Start of Extracted information

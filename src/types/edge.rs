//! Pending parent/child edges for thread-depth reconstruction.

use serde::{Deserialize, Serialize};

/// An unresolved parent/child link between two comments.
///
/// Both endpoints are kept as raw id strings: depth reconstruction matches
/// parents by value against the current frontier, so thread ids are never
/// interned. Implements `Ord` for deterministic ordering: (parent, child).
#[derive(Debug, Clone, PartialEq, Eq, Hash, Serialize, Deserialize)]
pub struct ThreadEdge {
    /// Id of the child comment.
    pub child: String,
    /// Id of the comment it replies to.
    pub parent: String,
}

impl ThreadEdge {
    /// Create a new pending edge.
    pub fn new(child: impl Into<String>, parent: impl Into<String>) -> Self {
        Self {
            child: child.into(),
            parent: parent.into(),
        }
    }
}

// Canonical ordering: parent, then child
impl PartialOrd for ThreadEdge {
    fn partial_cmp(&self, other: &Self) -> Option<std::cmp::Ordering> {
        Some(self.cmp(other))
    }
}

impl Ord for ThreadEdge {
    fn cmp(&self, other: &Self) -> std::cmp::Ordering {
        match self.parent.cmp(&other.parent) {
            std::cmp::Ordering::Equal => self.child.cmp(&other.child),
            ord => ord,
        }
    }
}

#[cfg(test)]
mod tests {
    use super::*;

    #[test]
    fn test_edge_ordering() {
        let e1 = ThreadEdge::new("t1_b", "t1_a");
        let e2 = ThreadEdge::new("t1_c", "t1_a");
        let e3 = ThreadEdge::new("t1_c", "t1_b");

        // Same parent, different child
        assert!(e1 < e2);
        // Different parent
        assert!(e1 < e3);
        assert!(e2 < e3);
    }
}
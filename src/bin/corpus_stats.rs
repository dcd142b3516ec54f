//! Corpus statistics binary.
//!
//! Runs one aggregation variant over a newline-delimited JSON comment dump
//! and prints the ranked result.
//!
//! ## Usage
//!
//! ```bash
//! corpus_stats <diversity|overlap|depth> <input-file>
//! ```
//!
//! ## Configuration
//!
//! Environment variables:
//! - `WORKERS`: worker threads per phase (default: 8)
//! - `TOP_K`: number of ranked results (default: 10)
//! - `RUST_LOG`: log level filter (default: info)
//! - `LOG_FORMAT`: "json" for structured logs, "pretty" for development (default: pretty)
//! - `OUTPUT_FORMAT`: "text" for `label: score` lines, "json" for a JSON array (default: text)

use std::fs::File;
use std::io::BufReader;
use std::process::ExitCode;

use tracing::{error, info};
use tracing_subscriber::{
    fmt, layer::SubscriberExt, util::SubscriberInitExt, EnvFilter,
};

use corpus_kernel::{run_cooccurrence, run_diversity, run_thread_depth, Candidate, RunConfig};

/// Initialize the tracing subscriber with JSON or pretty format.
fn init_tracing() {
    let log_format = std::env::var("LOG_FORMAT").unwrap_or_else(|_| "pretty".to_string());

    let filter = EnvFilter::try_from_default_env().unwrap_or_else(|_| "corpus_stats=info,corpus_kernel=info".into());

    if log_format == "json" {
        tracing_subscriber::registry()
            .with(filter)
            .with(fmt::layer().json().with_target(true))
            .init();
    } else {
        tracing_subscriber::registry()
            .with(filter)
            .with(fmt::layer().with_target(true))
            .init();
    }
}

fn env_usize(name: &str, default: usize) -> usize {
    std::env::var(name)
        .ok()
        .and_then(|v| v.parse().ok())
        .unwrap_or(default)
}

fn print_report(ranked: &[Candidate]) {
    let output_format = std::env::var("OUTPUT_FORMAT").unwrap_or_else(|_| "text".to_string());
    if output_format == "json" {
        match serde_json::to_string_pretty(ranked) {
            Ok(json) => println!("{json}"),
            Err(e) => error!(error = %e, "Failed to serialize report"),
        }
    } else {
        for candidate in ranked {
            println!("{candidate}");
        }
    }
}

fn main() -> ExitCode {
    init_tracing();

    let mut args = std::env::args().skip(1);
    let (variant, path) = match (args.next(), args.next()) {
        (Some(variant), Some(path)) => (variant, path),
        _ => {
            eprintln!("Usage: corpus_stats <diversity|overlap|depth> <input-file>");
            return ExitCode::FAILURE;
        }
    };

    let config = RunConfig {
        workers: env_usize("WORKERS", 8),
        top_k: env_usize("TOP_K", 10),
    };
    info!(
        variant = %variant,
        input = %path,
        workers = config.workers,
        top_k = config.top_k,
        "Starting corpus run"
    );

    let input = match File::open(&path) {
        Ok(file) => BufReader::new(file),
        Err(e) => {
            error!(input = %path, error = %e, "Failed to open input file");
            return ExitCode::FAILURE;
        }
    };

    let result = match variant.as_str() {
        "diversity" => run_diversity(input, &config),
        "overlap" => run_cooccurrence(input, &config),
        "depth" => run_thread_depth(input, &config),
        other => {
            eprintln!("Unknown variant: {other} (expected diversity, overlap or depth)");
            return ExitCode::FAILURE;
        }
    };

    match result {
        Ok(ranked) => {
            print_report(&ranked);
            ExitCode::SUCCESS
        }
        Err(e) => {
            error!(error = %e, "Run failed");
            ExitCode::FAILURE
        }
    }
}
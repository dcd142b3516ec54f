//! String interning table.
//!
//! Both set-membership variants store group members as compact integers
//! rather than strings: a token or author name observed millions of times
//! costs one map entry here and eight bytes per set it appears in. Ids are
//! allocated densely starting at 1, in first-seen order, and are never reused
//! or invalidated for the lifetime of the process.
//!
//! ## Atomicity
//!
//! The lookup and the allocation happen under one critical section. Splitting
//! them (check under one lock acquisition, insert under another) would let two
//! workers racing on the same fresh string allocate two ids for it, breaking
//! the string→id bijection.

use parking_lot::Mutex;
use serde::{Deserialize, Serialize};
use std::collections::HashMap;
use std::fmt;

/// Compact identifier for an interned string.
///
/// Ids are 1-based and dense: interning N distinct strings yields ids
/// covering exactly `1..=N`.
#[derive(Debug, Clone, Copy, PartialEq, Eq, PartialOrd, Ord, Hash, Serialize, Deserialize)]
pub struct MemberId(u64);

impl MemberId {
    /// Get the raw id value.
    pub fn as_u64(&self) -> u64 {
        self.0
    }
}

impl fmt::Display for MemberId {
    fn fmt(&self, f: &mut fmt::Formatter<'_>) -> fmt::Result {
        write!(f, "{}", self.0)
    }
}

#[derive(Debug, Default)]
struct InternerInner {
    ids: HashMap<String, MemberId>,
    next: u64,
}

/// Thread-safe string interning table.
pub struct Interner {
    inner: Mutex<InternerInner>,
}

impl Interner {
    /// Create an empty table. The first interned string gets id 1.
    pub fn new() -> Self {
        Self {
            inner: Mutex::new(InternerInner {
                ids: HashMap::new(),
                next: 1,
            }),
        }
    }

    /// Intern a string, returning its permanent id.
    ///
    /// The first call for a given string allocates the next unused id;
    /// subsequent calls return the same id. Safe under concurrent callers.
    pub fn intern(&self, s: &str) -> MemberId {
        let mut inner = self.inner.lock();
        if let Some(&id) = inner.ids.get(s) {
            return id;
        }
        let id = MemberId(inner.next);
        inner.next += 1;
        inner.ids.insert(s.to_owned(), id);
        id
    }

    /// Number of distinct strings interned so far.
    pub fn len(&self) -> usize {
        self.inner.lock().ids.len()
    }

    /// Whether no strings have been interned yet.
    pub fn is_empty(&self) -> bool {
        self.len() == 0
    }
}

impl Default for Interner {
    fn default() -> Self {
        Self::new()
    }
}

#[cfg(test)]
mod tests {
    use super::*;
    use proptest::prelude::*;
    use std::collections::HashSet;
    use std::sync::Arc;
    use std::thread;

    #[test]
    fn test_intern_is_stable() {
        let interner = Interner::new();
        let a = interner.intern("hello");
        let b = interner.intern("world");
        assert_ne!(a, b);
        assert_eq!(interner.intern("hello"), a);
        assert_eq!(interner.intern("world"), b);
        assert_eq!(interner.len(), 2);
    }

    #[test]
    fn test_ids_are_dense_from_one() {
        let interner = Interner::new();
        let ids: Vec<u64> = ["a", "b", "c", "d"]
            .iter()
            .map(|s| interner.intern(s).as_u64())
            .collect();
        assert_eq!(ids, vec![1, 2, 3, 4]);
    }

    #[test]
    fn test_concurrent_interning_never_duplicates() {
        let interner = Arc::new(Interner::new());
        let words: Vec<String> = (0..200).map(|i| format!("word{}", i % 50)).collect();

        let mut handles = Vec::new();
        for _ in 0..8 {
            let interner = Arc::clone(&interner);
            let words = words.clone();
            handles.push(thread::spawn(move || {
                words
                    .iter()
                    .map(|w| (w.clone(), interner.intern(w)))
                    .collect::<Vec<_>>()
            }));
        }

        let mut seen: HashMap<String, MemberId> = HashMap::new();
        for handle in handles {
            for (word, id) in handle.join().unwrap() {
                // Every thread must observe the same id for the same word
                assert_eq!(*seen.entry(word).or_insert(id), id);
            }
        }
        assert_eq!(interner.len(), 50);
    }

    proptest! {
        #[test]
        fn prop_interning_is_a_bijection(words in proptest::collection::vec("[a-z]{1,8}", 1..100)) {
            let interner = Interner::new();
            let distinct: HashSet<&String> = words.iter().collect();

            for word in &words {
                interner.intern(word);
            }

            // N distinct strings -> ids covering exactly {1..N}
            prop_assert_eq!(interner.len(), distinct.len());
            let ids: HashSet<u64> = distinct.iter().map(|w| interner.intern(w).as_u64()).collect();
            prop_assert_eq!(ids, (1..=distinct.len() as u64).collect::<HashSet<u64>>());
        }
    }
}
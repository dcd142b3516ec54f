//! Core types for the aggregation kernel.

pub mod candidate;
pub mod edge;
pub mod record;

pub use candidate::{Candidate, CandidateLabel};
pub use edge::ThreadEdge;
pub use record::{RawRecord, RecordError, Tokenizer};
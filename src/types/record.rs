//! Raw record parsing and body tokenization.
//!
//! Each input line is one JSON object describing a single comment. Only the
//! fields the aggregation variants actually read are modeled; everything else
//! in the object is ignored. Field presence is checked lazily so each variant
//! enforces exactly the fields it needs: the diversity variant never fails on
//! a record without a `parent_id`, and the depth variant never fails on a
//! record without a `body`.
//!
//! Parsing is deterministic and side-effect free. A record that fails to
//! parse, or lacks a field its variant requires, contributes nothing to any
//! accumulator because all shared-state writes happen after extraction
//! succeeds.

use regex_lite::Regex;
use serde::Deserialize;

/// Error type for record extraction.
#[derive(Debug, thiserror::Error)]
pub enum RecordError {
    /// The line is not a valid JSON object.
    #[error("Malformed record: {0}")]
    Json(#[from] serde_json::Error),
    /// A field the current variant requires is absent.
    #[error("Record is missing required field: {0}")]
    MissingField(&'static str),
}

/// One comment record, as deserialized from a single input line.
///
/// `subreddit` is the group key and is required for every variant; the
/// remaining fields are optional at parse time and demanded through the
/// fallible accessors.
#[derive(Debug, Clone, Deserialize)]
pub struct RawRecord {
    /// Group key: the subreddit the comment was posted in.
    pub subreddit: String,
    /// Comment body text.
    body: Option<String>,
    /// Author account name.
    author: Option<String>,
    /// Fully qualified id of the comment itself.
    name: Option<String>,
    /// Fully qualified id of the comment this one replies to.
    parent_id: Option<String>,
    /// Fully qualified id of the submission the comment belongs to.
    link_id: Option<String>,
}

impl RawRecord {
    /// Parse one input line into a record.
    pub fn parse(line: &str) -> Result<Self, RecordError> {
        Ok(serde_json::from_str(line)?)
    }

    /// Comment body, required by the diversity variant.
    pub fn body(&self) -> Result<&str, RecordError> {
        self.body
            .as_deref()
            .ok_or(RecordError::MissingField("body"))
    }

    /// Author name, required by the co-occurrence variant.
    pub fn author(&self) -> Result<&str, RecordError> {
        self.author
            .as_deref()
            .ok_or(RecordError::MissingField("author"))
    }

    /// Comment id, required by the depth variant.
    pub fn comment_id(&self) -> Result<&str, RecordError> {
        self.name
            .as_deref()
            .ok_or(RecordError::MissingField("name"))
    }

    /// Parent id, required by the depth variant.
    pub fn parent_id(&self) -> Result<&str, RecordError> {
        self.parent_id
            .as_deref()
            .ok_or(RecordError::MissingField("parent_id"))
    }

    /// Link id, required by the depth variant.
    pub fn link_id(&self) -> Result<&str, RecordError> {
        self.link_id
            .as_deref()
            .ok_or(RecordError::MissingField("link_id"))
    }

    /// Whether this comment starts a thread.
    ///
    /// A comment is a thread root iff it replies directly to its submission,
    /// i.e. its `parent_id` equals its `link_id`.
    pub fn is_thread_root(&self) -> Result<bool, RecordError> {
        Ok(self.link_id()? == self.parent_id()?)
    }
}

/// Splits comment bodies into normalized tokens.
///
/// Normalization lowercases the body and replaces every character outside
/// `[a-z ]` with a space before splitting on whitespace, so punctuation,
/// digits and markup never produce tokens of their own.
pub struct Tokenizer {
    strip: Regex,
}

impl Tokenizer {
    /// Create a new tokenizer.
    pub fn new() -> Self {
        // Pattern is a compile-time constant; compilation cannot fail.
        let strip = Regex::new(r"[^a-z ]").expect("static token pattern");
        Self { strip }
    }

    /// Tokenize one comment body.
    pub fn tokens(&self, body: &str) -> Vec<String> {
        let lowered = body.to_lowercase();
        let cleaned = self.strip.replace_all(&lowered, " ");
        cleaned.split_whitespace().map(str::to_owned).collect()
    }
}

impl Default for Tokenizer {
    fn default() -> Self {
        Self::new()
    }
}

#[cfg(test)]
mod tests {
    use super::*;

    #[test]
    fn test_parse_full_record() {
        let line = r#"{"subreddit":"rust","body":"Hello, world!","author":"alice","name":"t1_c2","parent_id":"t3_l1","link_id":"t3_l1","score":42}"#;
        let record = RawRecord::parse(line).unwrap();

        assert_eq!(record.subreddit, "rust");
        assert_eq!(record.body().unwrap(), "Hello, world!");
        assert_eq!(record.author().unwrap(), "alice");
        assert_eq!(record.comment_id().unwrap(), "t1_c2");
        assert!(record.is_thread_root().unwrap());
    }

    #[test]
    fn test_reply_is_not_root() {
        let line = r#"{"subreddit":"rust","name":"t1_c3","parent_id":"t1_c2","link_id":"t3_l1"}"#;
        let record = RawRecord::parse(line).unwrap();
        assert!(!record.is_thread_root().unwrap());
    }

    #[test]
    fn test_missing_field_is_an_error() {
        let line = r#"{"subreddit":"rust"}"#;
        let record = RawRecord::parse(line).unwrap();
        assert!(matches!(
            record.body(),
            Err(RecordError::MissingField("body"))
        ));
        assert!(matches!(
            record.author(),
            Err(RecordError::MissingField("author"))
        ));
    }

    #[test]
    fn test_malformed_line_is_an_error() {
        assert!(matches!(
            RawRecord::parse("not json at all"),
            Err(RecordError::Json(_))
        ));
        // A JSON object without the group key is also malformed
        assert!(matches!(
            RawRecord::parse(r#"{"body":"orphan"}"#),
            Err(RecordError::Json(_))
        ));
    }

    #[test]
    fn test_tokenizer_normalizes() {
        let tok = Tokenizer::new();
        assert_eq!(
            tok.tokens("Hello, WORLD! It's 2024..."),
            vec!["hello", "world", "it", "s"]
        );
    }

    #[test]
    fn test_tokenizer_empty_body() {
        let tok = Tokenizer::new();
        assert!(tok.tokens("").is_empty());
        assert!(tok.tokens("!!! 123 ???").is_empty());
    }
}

End of Extracted information

# Exercise directions:
Your answer should consist of the lines above that hold the word "BufReader".

# Response:
use std::io::BufReader;
        Ok(file) => BufReader::new(file),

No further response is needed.